Yep, this is late. Two days, in fact, which means I'm doing even worse than I thought I was. The next chapter will be on schedule, I promise, for any of you that are actually invested in this story. (And yes, I'm painfully aware that I've spent over a month on a single episode. Yes, I realize my word count is abysmal. I have no excuse, and if, by some miracle, anyone is still reading, I thank you with all my heart and simultaneously apologize for my laziness.) So, this is it. The next chapter. At the moment I am typing this I have virtually no idea what it will contain, but I am fairly certain that it will involve an original child character whom I love very deeply not getting the development that she deserves. xox

Chance was retrieving supplies before the alarm went off.

"Well," She said to herself, "That sounds about right," And stole a bag full of bright green liquid from an IV stand that no one seemed to be using.

When she returned to intensive care, the first thing she noticed was that it had been swarmed. The catwalks were lined with people in hospital gowns, all crammed into the limited space and gazing deliriously around as if they couldn't believe what they were seeing. Could the patients have gotten here so quickly? Chance didn't think so. She hadn't seen anyone heading this way in the chaos of the alarm bells, and yet here they all were. Was she missing something?

Ah yes, now she saw. The rows and rows of doors had been thrown open, and now their contents were roaming free.

Lovely, she thought, but then, it was too early for the Doctor to have executed their carefully constructed plan, wasn't it? A closer look, and she could see the sickly hue of the prisoners' skin, the scars and boils that marred and obscured their faces. Someone (and she wasn't saying who – it could have been any paper-thin ego-maniac in a stolen body) had released the people, still half-dead and riddled with disease, to terrorize and infect their captors. Chance gave the room a psychic once-over before she backed away. Empty of Time Lords, it seemed, and humans, although the flesh's signature was similar enough that she could have been wrong. She felt the residual energy of something newly dead, too, and she couldn't help but wonder – before she shivered and ran back out into the hall.
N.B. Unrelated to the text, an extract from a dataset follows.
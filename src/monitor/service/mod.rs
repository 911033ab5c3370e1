mod core;

pub use core::{TickError, TickReport, run_tick_at};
You shouldn't worry, she told herself, because she could feel the tickle in the back of her mind that meant another Gallifreyan was out there, and the Doctor wasn't nearly that easy to kill.
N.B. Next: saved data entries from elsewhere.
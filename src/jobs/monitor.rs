use chrono::Utc;
use tokio::time::{Duration, sleep};

use crate::app_context::AppContext;
use crate::monitor::{ActiveSignalSource, ConfiguredSinks, SinkError, run_tick_at};

pub(super) fn start_monitor_job(app_context: AppContext) -> Result<(), SinkError> {
    let mut sinks = ConfiguredSinks::from_config(&app_context.config)?;
    let mut source = ActiveSignalSource::from_config(&app_context.config);
    if app_context.config.simulation.enabled {
        log::warn!(
            "simulation_mode_enabled clusters={} source=monitor_provider",
            app_context.config.simulation.clusters.len()
        );
    }

    tokio::spawn(async move {
        let settings = app_context.config.monitor.clone();
        let mut previous_tick = None;

        loop {
            let now = Utc::now();

            if let Some(previous) = previous_tick {
                let elapsed_secs = now.signed_duration_since(previous).num_seconds().max(0);
                let threshold_secs = delay_threshold_secs(settings.interval_secs);
                if elapsed_secs > threshold_secs {
                    log::warn!(
                        "monitor_loop_delayed elapsed_secs={} threshold_secs={}",
                        elapsed_secs,
                        threshold_secs
                    );
                }
            }

            previous_tick = Some(now);

            if let Err(error) = run_tick_at(
                &app_context.evaluator,
                &settings,
                &mut source,
                app_context.state_store.as_ref(),
                &mut sinks,
                now.timestamp_millis(),
            )
            .await
            {
                log::warn!("alert_tick_skipped error={}", error);
            }

            sleep(Duration::from_secs(settings.interval_secs)).await;
        }
    });

    Ok(())
}

fn delay_threshold_secs(interval_secs: u64) -> i64 {
    i64::try_from(interval_secs.saturating_mul(2)).unwrap_or(i64::MAX)
}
Except when he had been, on that satellite, when the Daleks attacked. He had been awfully easy to kill then, hadn't he? But that was different. He wasn't going to let it happen again.

Chance wished that her hearts would stop thudding inside her chest.

She reached out towards that tickle, knowing fully well that it was out of her reach, and started to follow it, down, and down, and down some more until, with some trepidation, she realized that she was nearing Cassandra's lair.

She was close enough, now, that she could nudge at the Doctor's iron-clad psychic walls, and feel them relax at her touch. Some relief seeped through, and concern, that Chance appeased slightly with a promise that she knew what had happened and she was safe. They arranged a meeting place, and the Doctor chewed her out for not telling him about Cassandra, and they separated and started to head back up.

Chance looked up at the stairs she'd just run down and considered how many stories she'd have to climb. She sighed.

She hadn't made it halfway when she found her way barred by a group of patients in white hospital gowns.

"Save us," Said one, and reached an arm towards her.

Chance took a step back, both to stay well out of range of the infected, and as an instinctual reaction to the misery that radiated off of these people in waves.

"Please," Said a girl who looked upsettingly like Rose. Chance backed away again, feeling more regretful this time.

"I'm sorry," She said, and was hit by pain redoubled as the infected seemed to melt slightly from hopelessness, screaming in agony in their disease-fogged minds.

"I'm really –" Chance nearly fell backwards as the one that looked like Rose surged towards her, sobbing.

"We suffer," She insisted.

"I know," Said Chance, and wished that she could stop talking for once. Her eyes darted around, alighting on the nearest door and she made a break for it. She turned, once she had closed it, and made to shut the lock, only to realize that there wasn't a lock and that she had wasted almost two seconds of valuable escaping time. So she ran.